Faire avec son époque peut se révéler difficile. Après avoir apporté les bases d'un rap aux saveurs jazzys et une attitude bon enfant basée sur le fun, A Tribe Called Quest change quelque peu en cette moitié des '90s. La faute à un climat tendu et une posture sévère de plus en plus en vogue dans le milieu.

Sorte de guerre froide entre les côtes de l'Ouest et de l'Est, la rivalité entre ces deux blocs devient importante au fil de la décennie. Au centre de cette supposée tension, deux labels, tous deux contrôlés par une grande gueule et avec chacun une figure de proue. Suge Knight avec 2Pac signé sur Death Row en Californie et Puff Daddy avec The Notorious B.I.G. chez Bad Boys Records à New-York. Les amis devenus frères ennemis, l'opposition entre deux régions et deux styles différents, tous les ingrédients sont réunis pour créer une histoire à rebondissement et un argument de vente en or pour les labels et les artistes qui n'hésiteront pas à en jouer. Dommage que la comédie se terminera en mélodrame avec la mort des deux artistes les plus en vue de l'époque.
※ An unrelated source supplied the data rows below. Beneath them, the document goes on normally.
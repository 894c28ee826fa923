use log::{debug, info, warn};

use std::collections::{BTreeSet, HashSet};

use crate::config::*;

/// The results as loaded from a source. They are never modified after loading.
///
/// Scenarios work on a [`crate::Session`], which holds its own copy.
#[derive(Eq, PartialEq, Debug, Clone)]
pub struct ResultStore {
    constituencies: Vec<Constituency>,
}

impl ResultStore {
    /// Validates the records, in order.
    ///
    /// Fails on the first record that misses a required field
    /// (`id`, `seats`, `census`, `blank_votes`, `null_votes`, `parties`) or
    /// whose counts are inconsistent, and on duplicated identifiers.
    pub fn load<I>(records: I) -> Result<ResultStore, ApportionmentError>
    where
        I: IntoIterator<Item = ConstituencyRecord>,
    {
        let mut constituencies: Vec<Constituency> = Vec::new();
        let mut seen_ids: HashSet<String> = HashSet::new();
        for (idx, record) in records.into_iter().enumerate() {
            let c = validate_record(idx, record)?;
            if !seen_ids.insert(c.id.clone()) {
                return Err(ApportionmentError::DuplicateKey { id: c.id });
            }
            constituencies.push(c);
        }
        info!(
            "ResultStore::load: {} constituencies, {} seats",
            constituencies.len(),
            constituencies.iter().map(|c| c.seats as u64).sum::<u64>()
        );
        Ok(ResultStore { constituencies })
    }

    pub fn constituencies(&self) -> &[Constituency] {
        &self.constituencies
    }

    pub fn get(&self, id: &str) -> Option<&Constituency> {
        self.constituencies.iter().find(|c| c.id == id)
    }

    pub fn len(&self) -> usize {
        self.constituencies.len()
    }

    pub fn is_empty(&self) -> bool {
        self.constituencies.is_empty()
    }

    /// A deep copy of all the constituencies, in load order.
    pub fn working_copy(&self) -> Vec<Constituency> {
        self.constituencies.clone()
    }

    /// All the party labels found in the source data.
    pub fn party_universe(&self) -> BTreeSet<String> {
        party_universe(&self.constituencies)
    }
}

pub(crate) fn party_universe(constituencies: &[Constituency]) -> BTreeSet<String> {
    constituencies
        .iter()
        .flat_map(|c| c.parties.keys().cloned())
        .collect()
}

fn missing(record: usize, field: &'static str) -> ApportionmentError {
    ApportionmentError::Format {
        record,
        field,
        reason: "missing".to_string(),
    }
}

/// Turns a record into a constituency, deriving the counts that are not provided.
pub(crate) fn validate_record(
    idx: usize,
    record: ConstituencyRecord,
) -> Result<Constituency, ApportionmentError> {
    let id = match record.id {
        Some(id) if !id.trim().is_empty() => id.trim().to_string(),
        Some(_) => {
            return Err(ApportionmentError::Format {
                record: idx,
                field: "id",
                reason: "empty identifier".to_string(),
            })
        }
        None => return Err(missing(idx, "id")),
    };

    let seats: u32 = match record.seats {
        Some(s) if s < 0 => {
            return Err(ApportionmentError::InvalidScenario {
                reason: format!("constituency {}: negative number of seats {}", id, s),
            })
        }
        Some(s) => u32::try_from(s).map_err(|_| ApportionmentError::Format {
            record: idx,
            field: "seats",
            reason: format!("{} is too large", s),
        })?,
        None => return Err(missing(idx, "seats")),
    };

    let census = record.census.ok_or_else(|| missing(idx, "census"))?;
    let blank_votes = record.blank_votes.ok_or_else(|| missing(idx, "blank_votes"))?;
    let null_votes = record.null_votes.ok_or_else(|| missing(idx, "null_votes"))?;
    let parties = record.parties.ok_or_else(|| missing(idx, "parties"))?;

    let party_votes: u64 = parties.values().sum();
    let valid_votes = record.valid_votes.unwrap_or(party_votes + blank_votes);
    if valid_votes != party_votes + blank_votes {
        warn!(
            "constituency {}: valid votes {} differ from party votes {} + blank {}",
            id, valid_votes, party_votes, blank_votes
        );
    }
    if blank_votes > valid_votes {
        return Err(ApportionmentError::Format {
            record: idx,
            field: "blank_votes",
            reason: format!(
                "{} blank votes but only {} valid votes",
                blank_votes, valid_votes
            ),
        });
    }
    let total_votes = match record.total_votes {
        Some(total) => {
            if record.valid_votes.is_some() && total != valid_votes + null_votes {
                warn!(
                    "constituency {}: total votes {} differ from valid {} + null {}",
                    id, total, valid_votes, null_votes
                );
            }
            total
        }
        None => valid_votes + null_votes,
    };

    if census < total_votes {
        return Err(ApportionmentError::Format {
            record: idx,
            field: "census",
            reason: format!(
                "census {} is lower than the total votes {}",
                census, total_votes
            ),
        });
    }

    let derived_abstention = census - total_votes;
    if let Some(a) = record.abstention {
        if a != derived_abstention as i64 {
            warn!(
                "constituency {}: stored abstention {} replaced by census - total votes = {}",
                id, a, derived_abstention
            );
        }
    }

    debug!(
        "validate_record: {} seats: {} parties: {}",
        id,
        seats,
        parties.len()
    );

    Ok(Constituency {
        id,
        name: record.name,
        seats,
        census,
        valid_votes,
        blank_votes,
        null_votes,
        total_votes,
        parties,
    })
}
Mais le flou sur leurs assassinats respectifs vingt ans après continuent encore aujourd'hui d'alimenter les fantasmes les plus fous. Preuve que les légendes ou autres histoires rocambolesques ont encore de beaux jours devant eux.

Quant à savoir ce qu'il en était vraiment de la situation à l'époque, le doute reste permis. Reste qu'en 1996, Q-Tip et ses camarades souhaitent réagir à ce regain de tension, et ce jusque dans leur musique. Preuve d'un chamboulement suffisamment important pour que le trio le plus paisible du hip-hop daigne intervenir.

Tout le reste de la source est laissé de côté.